Mughal India and the growth of British power



The Foundation and the Rise

Founded in the early 16th century, the Mughal empire was at its height from 1550s to the 1650s, preceding over a golden age of religious cooperation and cultural synthesis. But in the 18th century it rapidly disintegrated, with the British emerging as the victors over the French and the Maratha Hindus in the struggle for the succession.

In the 1520s Babur, who counted both Genghis Khan and Tamerlane (read more) among his ancestors, invaded India from Afghanistan. After defeating the Lodi sultan at Panipat in 1526, he began the establishment of the Mughal empire, but died before foundations were secure.His son, Humayun, was expelled by the Afghans of BiharĀ  under Sher Shah and it took a full-scale invasion, brilliantly consolidated by Babur’s grandson, Akbar (1556 – 1605), to restore Mughal rule.

Akbar’s reign is one of the golden ages of Indian history. A standardized tax system was introduced; there was agricultural prosperity and buoyant trade. Policies of tolerance were adopted towards a non-Muslim majority and Akbar himself took wives from Rajput families. His patronage laid the foundations for a remarkable synthesis of Persian and Indian cultural forms.

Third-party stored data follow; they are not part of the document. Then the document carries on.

//! Snapshot publisher: commit/retry protocol against a shared remote branch.
//!
//! ```text
//! ACQUIRING -> WRITING -> STAGING -> COMMITTING -> PUSHING -> DONE
//!                            \______________________________/
//!                             no delta: straight to DONE
//! any state --error--> FAILED
//! ```
//!
//! The remote branch tip is the only shared resource. A push rejected as
//! non-fast-forward gets exactly one recovery (rebase-pull, push again);
//! every other push failure is final. The workspace is released exactly
//! once on every path out of [`Publisher::publish`]; a panic inside a state
//! still releases it through `Drop`.

use std::fmt;
use std::fs;

use thiserror::Error;
use tracing::{error, info, warn};

use crate::core::error::ScoutError;
use crate::core::remote::{RemoteRepo, Secret};
use crate::core::snapshot::{Snapshot, validate_prefix};
use crate::core::vcs::VcsClient;
use crate::core::workspace::{Workspace, WorkspaceManager};

#[derive(Debug, Clone, Copy, PartialEq, Eq)]
pub enum PublishState {
    Acquiring,
    Writing,
    Staging,
    Committing,
    Pushing,
    Done,
    Failed,
}

impl fmt::Display for PublishState {
    fn fmt(&self, f: &mut fmt::Formatter<'_>) -> fmt::Result {
        let name = match self {
            PublishState::Acquiring => "ACQUIRING",
            PublishState::Writing => "WRITING",
            PublishState::Staging => "STAGING",
            PublishState::Committing => "COMMITTING",
            PublishState::Pushing => "PUSHING",
            PublishState::Done => "DONE",
            PublishState::Failed => "FAILED",
        };
        f.write_str(name)
    }
}

/// Where snapshots are published.
#[derive(Debug, Clone)]
pub struct PublishTarget {
    pub remote: RemoteRepo,
    pub branch: String,
    pub path_prefix: String,
}

/// Outcome of a publish attempt that reached `DONE`.
#[derive(Debug, Clone, PartialEq, Eq)]
pub struct PublishReport {
    /// Public, credential-free URL of the published file.
    pub url: String,
    /// File path inside the repository.
    pub path: String,
    /// False when the content was already on the branch tip.
    pub committed: bool,
    /// True when a non-fast-forward rejection was recovered from.
    pub retried: bool,
    /// States visited, ending in `Done`.
    pub trail: Vec<PublishState>,
}

#[derive(Error, Debug)]
#[error("publish failed in {state}: {source}")]
pub struct PublishFailure {
    /// State the attempt failed in.
    pub state: PublishState,
    #[source]
    pub source: ScoutError,
    /// States visited, ending in `Failed`.
    pub trail: Vec<PublishState>,
}

struct Progress {
    trail: Vec<PublishState>,
}

impl Progress {
    fn start() -> Self {
        Self {
            trail: vec![PublishState::Acquiring],
        }
    }

    fn current(&self) -> PublishState {
        self.trail
            .last()
            .copied()
            .unwrap_or(PublishState::Acquiring)
    }

    fn enter(&mut self, state: PublishState) {
        info!(from = %self.current(), to = %state, "publish transition");
        self.trail.push(state);
    }

    fn fail(mut self, source: impl Into<ScoutError>) -> PublishFailure {
        let state = self.current();
        let source = source.into();
        error!(state = %state, "publish failed: {source}");
        self.trail.push(PublishState::Failed);
        PublishFailure {
            state,
            source,
            trail: self.trail,
        }
    }
}

pub struct Publisher<'a> {
    vcs: &'a dyn VcsClient,
    workspaces: WorkspaceManager<'a>,
    target: PublishTarget,
    token: Option<Secret>,
}

impl<'a> Publisher<'a> {
    pub fn new(
        vcs: &'a dyn VcsClient,
        workspaces: WorkspaceManager<'a>,
        target: PublishTarget,
        token: Option<Secret>,
    ) -> Self {
        Self {
            vcs,
            workspaces,
            target,
            token,
        }
    }

    /// Publishes `snapshot` and returns the public URL of the file on success.
    pub fn publish(&self, snapshot: Snapshot) -> Result<PublishReport, PublishFailure> {
        let progress = Progress::start();
        match snapshot.digest() {
            Ok(digest) => info!(
                observations = snapshot.observations().len(),
                digest = %digest,
                branch = %self.target.branch,
                "publishing snapshot"
            ),
            Err(e) => return Err(progress.fail(e)),
        }

        let workspace = match self.workspaces.acquire(
            &self.target.remote,
            self.token.as_ref(),
            &self.target.branch,
        ) {
            Ok(ws) => ws,
            Err(e) => return Err(progress.fail(e)),
        };

        let outcome = self.drive(&workspace, &snapshot, progress);
        self.workspaces.release(workspace);
        outcome
    }

    fn drive(
        &self,
        workspace: &Workspace,
        snapshot: &Snapshot,
        mut progress: Progress,
    ) -> Result<PublishReport, PublishFailure> {
        let dir = workspace.path();
        let rel_path = snapshot.relative_path(&self.target.path_prefix);

        progress.enter(PublishState::Writing);
        if let Err(e) = write_snapshot(workspace, &self.target.path_prefix, &rel_path, snapshot) {
            return Err(progress.fail(e));
        }
        info!(path = %rel_path, "snapshot written");

        progress.enter(PublishState::Staging);
        if let Err(e) = self.vcs.add(dir, &rel_path) {
            return Err(progress.fail(e));
        }
        let changed = match self.vcs.has_changes(dir) {
            Ok(changed) => changed,
            Err(e) => return Err(progress.fail(e)),
        };
        if !changed {
            info!(path = %rel_path, "no changes to commit; content already published");
            return Ok(self.done(progress, rel_path, false, false));
        }

        progress.enter(PublishState::Committing);
        if let Err(e) = self.vcs.commit(dir, &snapshot.commit_message()) {
            return Err(progress.fail(e));
        }

        progress.enter(PublishState::Pushing);
        let branch = &self.target.branch;
        let retried = match self.vcs.push(dir, branch) {
            Ok(()) => false,
            Err(e) if e.is_non_fast_forward() => {
                warn!(branch = %branch, "non-fast-forward push; rebasing onto remote and retrying once");
                if let Err(e) = self.vcs.pull_rebase(dir, branch) {
                    return Err(progress.fail(e));
                }
                if let Err(e) = self.vcs.push(dir, branch) {
                    error!(branch = %branch, "push after rebase also failed");
                    return Err(progress.fail(e));
                }
                true
            }
            Err(e) => return Err(progress.fail(e)),
        };

        Ok(self.done(progress, rel_path, true, retried))
    }

    fn done(
        &self,
        mut progress: Progress,
        path: String,
        committed: bool,
        retried: bool,
    ) -> PublishReport {
        progress.enter(PublishState::Done);
        let url = self.target.remote.public_file_url(&self.target.branch, &path);
        info!(url = %url, committed, retried, "snapshot published");
        PublishReport {
            url,
            path,
            committed,
            retried,
            trail: progress.trail,
        }
    }
}

fn write_snapshot(
    workspace: &Workspace,
    prefix: &str,
    rel_path: &str,
    snapshot: &Snapshot,
) -> Result<(), ScoutError> {
    validate_prefix(prefix)?;
    let full_path = workspace.path().join(rel_path);
    if let Some(parent) = full_path.parent() {
        fs::create_dir_all(parent)?;
    }
    let bytes = snapshot.to_canonical_json()?;
    fs::write(&full_path, bytes)?;
    Ok(())
}
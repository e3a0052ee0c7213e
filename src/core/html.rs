//! HTML boundary used by scrape strategies.
//!
//! Exposes the small query surface strategies need: find first/all descendant
//! elements by tag + class, read normalized text, read an attribute. Missing
//! elements come back as `None` or an empty list, never as an error.

use scraper::{ElementRef, Html, Selector};

pub struct HtmlDocument {
    html: Html,
}

#[derive(Clone, Copy)]
pub struct HtmlNode<'a> {
    element: ElementRef<'a>,
}

impl HtmlDocument {
    pub fn parse(body: &str) -> Self {
        Self {
            html: Html::parse_document(body),
        }
    }

    pub fn find_all(&self, tag: &str, class: &str) -> Vec<HtmlNode<'_>> {
        match selector(tag, class) {
            Some(sel) => self
                .html
                .select(&sel)
                .map(|element| HtmlNode { element })
                .collect(),
            None => Vec::new(),
        }
    }

    pub fn find_first(&self, tag: &str, class: &str) -> Option<HtmlNode<'_>> {
        let sel = selector(tag, class)?;
        self.html.select(&sel).next().map(|element| HtmlNode { element })
    }
}

impl<'a> HtmlNode<'a> {
    pub fn find_first(&self, tag: &str, class: &str) -> Option<HtmlNode<'a>> {
        let sel = selector(tag, class)?;
        self.element
            .select(&sel)
            .next()
            .map(|element| HtmlNode { element })
    }

    /// Concatenated descendant text with whitespace collapsed and trimmed.
    pub fn text(&self) -> String {
        let raw: String = self.element.text().collect();
        normalize_ws(&raw)
    }

    pub fn attr(&self, name: &str) -> Option<&'a str> {
        self.element.value().attr(name)
    }
}

/// `tag.class` selector; an empty class matches on tag alone. Inputs that do
/// not form a valid selector behave like "no such element".
fn selector(tag: &str, class: &str) -> Option<Selector> {
    let css = if class.is_empty() {
        tag.to_string()
    } else {
        format!("{tag}.{class}")
    };
    Selector::parse(&css).ok()
}

/// Collapse runs of whitespace into a single space and trim.
pub fn normalize_ws(s: &str) -> String {
    s.split_whitespace().collect::<Vec<_>>().join(" ")
}
//! The unit of publication: one run's observations plus its generation time.

use std::path::{Component, Path};

use chrono::{DateTime, Utc};
use serde::Serialize;
use serde_json::ser::{PrettyFormatter, Serializer};
use sha2::{Digest, Sha256};

use crate::core::error::{Result, ScoutError};
use crate::core::model::PriceObservation;
use crate::core::time;

const FILE_STEM: &str = "pricing_data_";

/// Rejects prefixes that could place the snapshot outside the repository:
/// only plain directory names are allowed once surrounding slashes are trimmed.
pub fn validate_prefix(prefix: &str) -> Result<()> {
    let trimmed = prefix.trim_matches('/');
    let plain = Path::new(trimmed)
        .components()
        .all(|c| matches!(c, Component::Normal(_)));
    if plain {
        Ok(())
    } else {
        Err(ScoutError::ValidationError(format!(
            "path prefix '{prefix}' must be a relative path of plain directory names"
        )))
    }
}

#[derive(Debug, Clone, PartialEq)]
pub struct Snapshot {
    observations: Vec<PriceObservation>,
    generated_at: DateTime<Utc>,
}

impl Snapshot {
    pub fn new(observations: Vec<PriceObservation>, generated_at: DateTime<Utc>) -> Self {
        Self {
            observations,
            generated_at,
        }
    }

    /// Snapshot stamped with the current time.
    pub fn now(observations: Vec<PriceObservation>) -> Self {
        Self::new(observations, time::now_utc())
    }

    pub fn observations(&self) -> &[PriceObservation] {
        &self.observations
    }

    pub fn generated_at(&self) -> DateTime<Utc> {
        self.generated_at
    }

    pub fn stamp(&self) -> String {
        time::snapshot_stamp(&self.generated_at)
    }

    /// `<prefix>/pricing_data_<stamp>.json`, with slashes around the prefix
    /// normalized. An empty prefix places the file at the repository root.
    pub fn relative_path(&self, prefix: &str) -> String {
        let file = format!("{FILE_STEM}{}.json", self.stamp());
        let prefix = prefix.trim_matches('/');
        if prefix.is_empty() {
            file
        } else {
            format!("{prefix}/{file}")
        }
    }

    pub fn commit_message(&self) -> String {
        format!("Update pricing data - {}", self.stamp())
    }

    /// UTF-8 JSON array, pretty-printed with a 4-space indent.
    pub fn to_canonical_json(&self) -> Result<Vec<u8>> {
        let mut buf = Vec::new();
        let formatter = PrettyFormatter::with_indent(b"    ");
        let mut ser = Serializer::with_formatter(&mut buf, formatter);
        self.observations.serialize(&mut ser)?;
        Ok(buf)
    }

    /// Hex SHA-256 of the canonical JSON.
    pub fn digest(&self) -> Result<String> {
        let bytes = self.to_canonical_json()?;
        Ok(format!("{:x}", Sha256::digest(&bytes)))
    }
}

He presided over the development of Mughal miniature painting, which combined the traditions of the Safavid and Rajput schools. Under his son Jahangir (1605 – 27), Mughal painting reach its peak.Akbar’s red sandstone capital at Fatehpur Sikri expressed a striking synthesis of Islamic and Hindu architecture. The new style reach its climax under his grandson Shahjahan (1628 – 57), the builder of the Taj Mahal.

Akhbar’s political inheritance included a ceaseless thrust towards territorial expansion, especially southwards. Under Aurangzeb (1658 – 1707)this brought confrontation with a new Hindu power, the Marathas, a kingdom founded by Sivaji in 1674. By 1700 the Marathas were ravaging the land from the Deccan to Bengal. There was also open internal disaffection from Rajputs, Sikhs and Jats.

Mughal decline

After Aurangzeb’s death the empire quickly declined. The finishing stroke came from Persia when Nadir Shah‘s army sacked Delhi in 1739. The former Mughal provinces of Oudh, Bengal and Hyderabad now offered only nominal allegiance to Delhi. In the south the Muslim state of Mysore grew into a formidable power under Haidar Ali and his son, Tipu Sultan. Over the course of the century the Maratha chiefs spread their territories deep into north, west, central and eastern India. The Mughal emperor became no more than a Maratha protege.

The East India Company

Simultaneously, India was undergoing its first major invasion from the sea. By the 1760s the English East India Company, having both defeated the French and be granted control over the revenues of Bengal by the Mughal emperor, was firmly established on the Indian shore. In that moment, the Company was able to sustain an army of over 100,000 men. Through military victories over the Marathas and Mysore, it came to occupy a continuous band of territory. In addition, by a system of subsidiary alliances, its suzerainty was recognized by many Indian rulers beyond its actual borders. In 1803 the Mughal emperor himself accepted British protection. British supremacy was now widely acknowledged.